Advanced Test - AWGN
This view shows the carrier-centric NR resource grid after applying an AWGN channel to the real captured IQ data, illustrating how additive noise affects the received signal structure. While the overall NR transmission pattern and SSB-related regions remain visible, the presence of noise raises the background level and reduces the contrast between active resources and noise-only regions. This visualization helps users understand the impact of AWGN on practical receiver processing
and assess the robustness of synchronization, frequency alignment, and resource grid reconstruction under degraded signal-to-noise conditions.

This view presents the detected SSB resource grid and corresponding constellations when an AWGN channel is applied to the real captured IQ data. The added noise raises the overall magnitude level in the resource grid and causes noticeable spreading of constellation points for PSS, SSS, PBCH, and PBCH DMRS symbols.
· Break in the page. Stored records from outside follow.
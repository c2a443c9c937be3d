//! Health check handlers.

use axum::{Json, extract::State, http::StatusCode};
use serde_json::{Value, json};

use crate::api::state::AppState;
use crate::error::{AppError, ErrorCode, Result};

/// Liveness check - always returns 200 if the service is running.
pub async fn health() -> Json<Value> {
    Json(json!({
        "code": 0,
        "message": "success",
        "data": {
            "status": "healthy",
            "version": env!("CARGO_PKG_VERSION")
        }
    }))
}

/// Readiness check - ready once at least one card profile is loaded.
pub async fn ready(State(state): State<AppState>) -> (StatusCode, Json<Value>) {
    let profiles_ok = !state.profiles.is_empty();

    let status_code = if profiles_ok {
        StatusCode::OK
    } else {
        StatusCode::SERVICE_UNAVAILABLE
    };

    let response = Json(json!({
        "code": if profiles_ok { 0 } else { ErrorCode::SERVICE_UNAVAILABLE.as_i32() },
        "message": if profiles_ok { "success" } else { "service unavailable" },
        "data": {
            "ready": profiles_ok,
            "components": {
                "profiles": profiles_ok
            }
        }
    }));

    (status_code, response)
}

/// Prometheus metrics endpoint.
pub async fn metrics(State(state): State<AppState>) -> Result<String> {
    state
        .metrics
        .as_ref()
        .map(metrics_exporter_prometheus::PrometheusHandle::render)
        .ok_or_else(|| AppError::Internal("metrics recorder not installed".to_string()))
}
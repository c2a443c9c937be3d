//! Card number and card type profile types.

use serde::{Deserialize, Serialize};

use crate::error::LuhnError;
use crate::service::luhn::MAX_LENGTH;

/// Characters stripped from user input before checksum validation.
const SEPARATORS: [char; 2] = [' ', '-'];

/// A non-empty string of ASCII decimal digits.
///
/// Built from user input by stripping spaces and hyphens.
#[derive(Debug, Clone, PartialEq, Eq, Hash)]
pub struct DigitString(String);

impl DigitString {
    /// Normalize `input` into a digit string.
    ///
    /// # Errors
    ///
    /// Returns [`LuhnError::NonDigitInput`] on the first character that is not
    /// a digit or separator, and [`LuhnError::EmptyInput`] if no digits remain.
    pub fn parse(input: &str) -> Result<Self, LuhnError> {
        let mut digits = String::with_capacity(input.len());
        for c in input.chars().filter(|c| !SEPARATORS.contains(c)) {
            if !c.is_ascii_digit() {
                return Err(LuhnError::NonDigitInput(c));
            }
            digits.push(c);
        }

        if digits.is_empty() {
            return Err(LuhnError::EmptyInput);
        }

        Ok(Self(digits))
    }

    /// The normalized digits.
    #[must_use]
    pub fn as_str(&self) -> &str {
        &self.0
    }

    /// Number of digits.
    #[must_use]
    pub fn len(&self) -> usize {
        self.0.len()
    }

    /// Whether there are no digits. Never true for a parsed value.
    #[must_use]
    pub fn is_empty(&self) -> bool {
        self.0.is_empty()
    }

    /// Digit values, most significant first.
    pub fn digits(&self) -> impl DoubleEndedIterator<Item = u32> + '_ {
        self.0.bytes().map(|b| u32::from(b - b'0'))
    }

    /// Consume into the underlying string.
    #[must_use]
    pub fn into_string(self) -> String {
        self.0
    }
}

impl std::fmt::Display for DigitString {
    fn fmt(&self, f: &mut std::fmt::Formatter<'_>) -> std::fmt::Result {
        f.write_str(&self.0)
    }
}

/// Static description of a card brand used to seed generated numbers.
#[derive(Debug, Clone, PartialEq, Eq, Serialize, Deserialize)]
pub struct CardProfile {
    /// Brand name, lowercase (e.g. `visa`).
    pub name: String,

    /// Leading digits every number of this brand starts with.
    pub prefix: String,

    /// Total number of digits including the check digit.
    pub length: usize,
}

impl CardProfile {
    /// Create a profile.
    pub fn new(name: impl Into<String>, prefix: impl Into<String>, length: usize) -> Self {
        Self {
            name: name.into(),
            prefix: prefix.into(),
            length,
        }
    }

    /// Validate the profile.
    ///
    /// # Errors
    ///
    /// Returns a description of the first violated constraint.
    pub fn validate(&self) -> Result<(), String> {
        if self.name.is_empty() {
            return Err("name cannot be empty".to_string());
        }
        if self.name.chars().any(|c| c.is_ascii_uppercase() || c.is_whitespace()) {
            return Err(format!(
                "name '{}' must be lowercase without whitespace",
                self.name
            ));
        }
        if self.prefix.is_empty() {
            return Err(format!("{}: prefix cannot be empty", self.name));
        }
        if !self.prefix.bytes().all(|b| b.is_ascii_digit()) {
            return Err(format!("{}: prefix must contain only digits", self.name));
        }
        if self.length <= self.prefix.len() || self.length > MAX_LENGTH {
            return Err(format!(
                "{}: length must exceed prefix length {} and be at most {MAX_LENGTH}",
                self.name,
                self.prefix.len()
            ));
        }
        Ok(())
    }

    /// Whether `digits` starts with this profile's prefix.
    #[must_use]
    pub fn matches(&self, digits: &DigitString) -> bool {
        digits.as_str().starts_with(&self.prefix)
    }
}
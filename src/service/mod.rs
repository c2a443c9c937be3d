//! Service layer module.
//!
//! Contains the Luhn engine and the card number business logic.

pub mod card;
pub mod luhn;
pub mod profile;

pub use card::CardService;
pub use luhn::{generate_luhn_number, is_valid_luhn};
pub use profile::ProfileRegistry;
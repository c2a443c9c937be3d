//! Error code constants.
//!
//! Error codes are organized by category:
//! - 1xxx: Profile / configuration errors
//! - 3xxx: Validation errors
//! - 4xxx: Resource errors
//! - 5xxx: Internal/System errors

/// Error code type with semantic categories.
#[derive(Debug, Clone, Copy, PartialEq, Eq, Hash)]
pub struct ErrorCode(i32);

impl ErrorCode {
    // ===== Profile Errors (1xxx) =====

    /// Card profile is malformed.
    pub const INVALID_PROFILE: Self = Self(1001);

    /// Prefix/length layout cannot produce a number.
    pub const INVALID_LAYOUT: Self = Self(1002);

    // ===== Validation Errors (3xxx) =====

    /// Missing required parameter.
    pub const MISSING_PARAM: Self = Self(3002);

    /// Requested count outside the allowed range.
    pub const COUNT_OUT_OF_RANGE: Self = Self(3003);

    /// Partial number is not a digit string.
    pub const INVALID_DIGITS: Self = Self(3004);

    // ===== Resource Errors (4xxx) =====

    /// Unknown card type.
    pub const UNKNOWN_CARD_TYPE: Self = Self(4003);

    // ===== Internal/System Errors (5xxx) =====

    /// Internal server error.
    pub const INTERNAL_ERROR: Self = Self(5002);

    /// Service unavailable.
    pub const SERVICE_UNAVAILABLE: Self = Self(5003);

    /// Get the error code as an i32.
    #[must_use]
    pub const fn as_i32(self) -> i32 {
        self.0
    }

    /// Get the category of this error code.
    #[must_use]
    pub const fn category(&self) -> ErrorCategory {
        match self.0 {
            1000..=1999 => ErrorCategory::Profile,
            3000..=3999 => ErrorCategory::Validation,
            4000..=4999 => ErrorCategory::Resource,
            5000..=5999 => ErrorCategory::Internal,
            _ => ErrorCategory::Unknown,
        }
    }
}

impl std::fmt::Display for ErrorCode {
    fn fmt(&self, f: &mut std::fmt::Formatter<'_>) -> std::fmt::Result {
        write!(f, "{}", self.0)
    }
}

impl From<ErrorCode> for i32 {
    fn from(code: ErrorCode) -> Self {
        code.0
    }
}

/// Error category based on error code range.
#[derive(Debug, Clone, Copy, PartialEq, Eq)]
pub enum ErrorCategory {
    /// Card profile and layout errors (1xxx).
    Profile,
    /// Request validation errors (3xxx).
    Validation,
    /// Resource errors (4xxx).
    Resource,
    /// Internal/system errors (5xxx).
    Internal,
    /// Unknown category.
    Unknown,
}

impl std::fmt::Display for ErrorCategory {
    fn fmt(&self, f: &mut std::fmt::Formatter<'_>) -> std::fmt::Result {
        match self {
            Self::Profile => write!(f, "profile"),
            Self::Validation => write!(f, "validation"),
            Self::Resource => write!(f, "resource"),
            Self::Internal => write!(f, "internal"),
            Self::Unknown => write!(f, "unknown"),
        }
    }
}

#[cfg(test)]
mod tests {
    use super::*;

    #[test]
    fn test_error_code_values() {
        assert_eq!(ErrorCode::INVALID_PROFILE.as_i32(), 1001);
        assert_eq!(ErrorCode::MISSING_PARAM.as_i32(), 3002);
        assert_eq!(ErrorCode::COUNT_OUT_OF_RANGE.as_i32(), 3003);
        assert_eq!(ErrorCode::UNKNOWN_CARD_TYPE.as_i32(), 4003);
        assert_eq!(ErrorCode::INTERNAL_ERROR.as_i32(), 5002);
    }

    #[test]
    fn test_error_categories() {
        assert_eq!(ErrorCode::INVALID_LAYOUT.category(), ErrorCategory::Profile);
        assert_eq!(
            ErrorCode::INVALID_DIGITS.category(),
            ErrorCategory::Validation
        );
        assert_eq!(
            ErrorCode::UNKNOWN_CARD_TYPE.category(),
            ErrorCategory::Resource
        );
        assert_eq!(
            ErrorCode::SERVICE_UNAVAILABLE.category(),
            ErrorCategory::Internal
        );
        assert_eq!(ErrorCategory::Validation.to_string(), "validation");
    }
}
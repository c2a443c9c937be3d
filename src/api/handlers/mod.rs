//! HTTP request handlers.

pub mod card;
pub mod health;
By comparing this view with the noise-free case, users can directly observe how reduced SNR impacts SSB visibility, symbol clustering, and overall receiver performance
in a controlled but realistic impairment scenario.

This view illustrates the estimated channel coefficients under an AWGN-impaired condition, derived from the detected SSB using real captured IQ data. The left plot shows channel estimates obtained directly at PBCH DMRS positions, while the right plot presents the interpolated channel response across all relevant resource elements. Compared to a clean channel case, the presence of AWGN causes increased scattering of channel estimates in the complex plane, making noise effects directly
visible. This visualization helps users understand how noise impacts channel estimation quality, interpolation behavior, and the reliability of subsequent equalization in a practical NR receiver.

This view shows the constellation behavior of SSB-related signals under an AWGN-impaired condition, using real captured IQ data with controlled noise added. It compares raw and equalized constellations for PSS, SSS, PBCH DMRS, and PBCH data, making the impact of noise clearly visible as increased symbol spread and reduced clustering. By observing how equalization partially restores constellation alignment despite AWGN, this view helps users understand the effect of SNR on synchronization
signals, channel estimation accuracy, and PBCH symbol quality in a practical NR receiver.

Advanced Test - TDL
This view shows the carrier-centric NR resource grid when a multipath fading channel (TDL-A) is applied to the real captured IQ data. Unlike the AWGN case, the signal energy is unevenly distributed across time and frequency due to delay spread and frequency-selective fading introduced by the TDL channel. Variations in magnitude across PRBs and OFDM symbols reflect multipath interference and constructive or destructive combining of signal components. This visualization helps illustrate
how realistic propagation effects distort the NR resource grid and why accurate channel estimation and equalization are essential for reliable receiver performance in practical radio environments.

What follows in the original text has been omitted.